Вскоре был арестован и расстрелян старший брат Григория Орджоникидзе, затем арестовали и осудили жену и всех родственников покойного наркома.
Весна 1937-го
10 марта 1937 года «Литературная газета» опубликовала речь на «Пушкинском пленуме» поэта Владимира Луговского, напрямую обратившемуся к сидевшему в зале Илье Сельвинскому:
«Ведь недавно ты непременно хотел считаться королём поэзии. Это была установка Сельвинского. Знаменателен его “конь полководца”.
Когда умер Маяковский, Сельвинский писал: “Я принимаю твоё наследство…” Это опасная самонадеянность. Академик Павлов поставил памятник “неизвестной собаке”, а Сельвинский пишет, что он “идёт среди воя собак своею привычной походкою тигра”. Под собаками он разумеет людей, своих товарищей! Скажем в лицо Сельвинскому: нехорошо!»
13 марта Ян Гамарник, первый заместитель верного сталинца Клима Ворошилова, был назначен уполномоченным Наркомата обороны СССР при Совнаркоме РСФСР.
В том же марте в Советский Союз из Гааги прибыл («для доклада своему начальству») резидент советской разведки в Европе Вальтер Кривицкий. Ему очень хотелось «узнать из первых рук, что происходит в Советском Союзе»:
«В железнодорожных кассах Ленинграда я встретил старого друга и товарища.
– Ну, как дела? – спросил я его.
Он оглянулся и ответил приглушённым голосом:
– Аресты, одни аресты. Только в одной Ленинградской области арестовано более 70 процентов всех директоров заводов, включая военные заводы. Это – официальная информация, полученная нами от партийного комитета. Никто не застрахован.

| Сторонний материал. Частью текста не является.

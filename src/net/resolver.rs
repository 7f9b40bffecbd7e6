//! Host name resolution for outbound connections.

use std::net::{IpAddr, Ipv4Addr, SocketAddr};

use tokio::net::lookup_host;

use crate::error::{Result, SessionError};

/// Resolve `"host:port"` (or `"[v6]:port"`) to a single address.
pub async fn resolve(host_port: &str) -> Result<SocketAddr> {
    if let Ok(addr) = host_port.parse::<SocketAddr>() {
        return Ok(normalize(addr));
    }

    let (host, port) = host_port
        .rsplit_once(':')
        .ok_or_else(|| SessionError::InvalidAddress(host_port.to_string()))?;
    let port: u16 = port
        .parse()
        .map_err(|_| SessionError::InvalidAddress(host_port.to_string()))?;
    let host = host.trim_start_matches('[').trim_end_matches(']');
    if host.is_empty() {
        return Err(SessionError::InvalidAddress(host_port.to_string()));
    }

    resolve_host(host, port).await
}

/// Resolve `host` and pair it with `port`. IPv4 results are preferred.
pub async fn resolve_host(host: &str, port: u16) -> Result<SocketAddr> {
    if let Ok(ip) = host.parse::<IpAddr>() {
        return Ok(normalize(SocketAddr::new(ip, port)));
    }

    let candidates: Vec<SocketAddr> = lookup_host((host, port))
        .await
        .map_err(|_| SessionError::UnresolvedHost(host.to_string()))?
        .collect();

    let chosen = candidates
        .iter()
        .find(|addr| addr.is_ipv4())
        .or_else(|| candidates.first())
        .copied()
        .ok_or_else(|| SessionError::UnresolvedHost(host.to_string()))?;

    tracing::debug!(host, resolved = %chosen, "Host resolved");
    Ok(normalize(chosen))
}

// IPv6 loopback is mapped onto IPv4 loopback.
fn normalize(addr: SocketAddr) -> SocketAddr {
    match addr.ip() {
        IpAddr::V6(ip) if ip.is_loopback() => SocketAddr::new(IpAddr::V4(Ipv4Addr::LOCALHOST), addr.port()),
        _ => addr,
    }
}

#[cfg(test)]
mod tests {
    use super::*;

    #[tokio::test]
    async fn literals_short_circuit() {
        let addr = resolve("10.1.2.3:80").await.unwrap();
        assert_eq!(addr, "10.1.2.3:80".parse().unwrap());
    }

    #[tokio::test]
    async fn ipv6_loopback_maps_to_ipv4() {
        assert_eq!(resolve("[::1]:9000").await.unwrap(), "127.0.0.1:9000".parse().unwrap());
        assert_eq!(resolve_host("::1", 1).await.unwrap(), "127.0.0.1:1".parse().unwrap());
    }

    #[tokio::test]
    async fn localhost_resolves() {
        let addr = resolve("localhost:7420").await.unwrap();
        assert!(addr.ip().is_loopback());
        assert_eq!(addr.port(), 7420);
    }

    #[tokio::test]
    async fn malformed_input() {
        assert!(matches!(resolve("no-port").await, Err(SessionError::InvalidAddress(_))));
        assert!(matches!(resolve("host:http").await, Err(SessionError::InvalidAddress(_))));
        assert!(matches!(resolve(":80").await, Err(SessionError::InvalidAddress(_))));
    }

    #[tokio::test]
    async fn unknown_host() {
        let result = resolve_host("does-not-exist.invalid", 80).await;
        assert!(matches!(result, Err(SessionError::UnresolvedHost(_))));
    }
}
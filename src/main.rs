//! framelink command line.
//!
//! ```text
//! framelink listen [--config f] [--bind addr] [--plain]   echo server
//! framelink send <host:port> <message> [--plain] [--count n]
//! ```

use std::path::PathBuf;
use std::process::ExitCode;

use clap::{Parser, Subcommand};

use framelink::config::loader::load_config;
use framelink::observability::init_logging;
use framelink::{Client, FramelinkConfig, Listener};

#[derive(Debug, Parser)]
#[command(name = "framelink", version, about = "Framed TCP sessions with confirmed delivery")]
struct Cli {
    /// TOML configuration file.
    #[arg(long, global = true)]
    config: Option<PathBuf>,

    /// Disable end-to-end encryption.
    #[arg(long, global = true)]
    plain: bool,

    #[command(subcommand)]
    command: Command,
}

#[derive(Debug, Subcommand)]
enum Command {
    /// Accept connections and echo every payload back.
    Listen {
        /// Override the configured bind address.
        #[arg(long)]
        bind: Option<String>,
    },
    /// Connect, send a message and print the echoes.
    Send {
        /// Target as host:port.
        target: String,
        message: String,
        /// How many times to send the message.
        #[arg(long, default_value_t = 1)]
        count: u32,
    },
}

#[tokio::main]
async fn main() -> ExitCode {
    let cli = Cli::parse();

    let config = match &cli.config {
        Some(path) => match load_config(path) {
            Ok(config) => config,
            Err(e) => {
                eprintln!("framelink: {e}");
                return ExitCode::FAILURE;
            }
        },
        None => FramelinkConfig::default(),
    };
    init_logging(&config.observability);

    let result = match cli.command {
        Command::Listen { bind } => listen(config, bind, cli.plain).await,
        Command::Send {
            target,
            message,
            count,
        } => send(config, &target, &message, count, cli.plain).await,
    };

    match result {
        Ok(()) => ExitCode::SUCCESS,
        Err(e) => {
            tracing::error!(error = %e, "framelink failed");
            ExitCode::FAILURE
        }
    }
}

async fn listen(mut config: FramelinkConfig, bind: Option<String>, plain: bool) -> framelink::Result<()> {
    if let Some(bind) = bind {
        config.listener.bind_address = bind;
    }
    if plain {
        config.listener.encrypted = false;
    }

    let listener = Listener::open(&config.listener, config.session.clone()).await?;
    tracing::info!(address = %listener.local_addr(), "framelink listening");

    loop {
        let client = tokio::select! {
            client = listener.next_client(None) => client?,
            _ = tokio::signal::ctrl_c() => break,
        };

        tokio::spawn(async move {
            let session = client.session_id().await.unwrap_or_default();
            tracing::info!(connection_id = %client.id(), peer_addr = ?client.remote_addr(), session_id = %session, "Client connected");

            while let Ok(Some(payload)) = client.get_payload(true).await {
                if let Err(e) = client.send_bytes(payload).await {
                    tracing::warn!(connection_id = %client.id(), error = %e, "Echo failed");
                    break;
                }
            }
            tracing::info!(connection_id = %client.id(), graceful = ?client.graceful_disconnect(), "Client gone");
        });
    }

    tracing::info!("Shutting down");
    listener.close();
    listener.disconnect_all().await;
    Ok(())
}

async fn send(config: FramelinkConfig, target: &str, message: &str, count: u32, plain: bool) -> framelink::Result<()> {
    let client = Client::new(config.session, !plain);
    client.connect_host(target, None).await?;
    println!("session {}", client.session_id().await?);

    for _ in 0..count {
        client.send_bytes(message.as_bytes()).await?;
        if let Some(echo) = client.get_payload(true).await? {
            println!("{}", String::from_utf8_lossy(&echo));
        }
    }

    let graceful = client.disconnect().await;
    println!("disconnected (graceful: {graceful})");
    client.dispose();
    Ok(())
}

Никто никому не доверяет».
В этот момент до ленинградских энкаведешников дошёл слух о том, что поэт Василий Князев начал работать над «романом о смерти товарища Кирова». И в ночь с 19 на 20 марта на улицу Рубинштейна, в дом № 15/17, в квартиру № 31, в которой проживал Князев, была послана группа сотрудников. Они изъяли рукописи, письма, книги. Квартиру опечатали. Арестованного поэта заключили в 36-ю камеру IV отделения тюрьмы № 2. Следователи приступили к расследованию.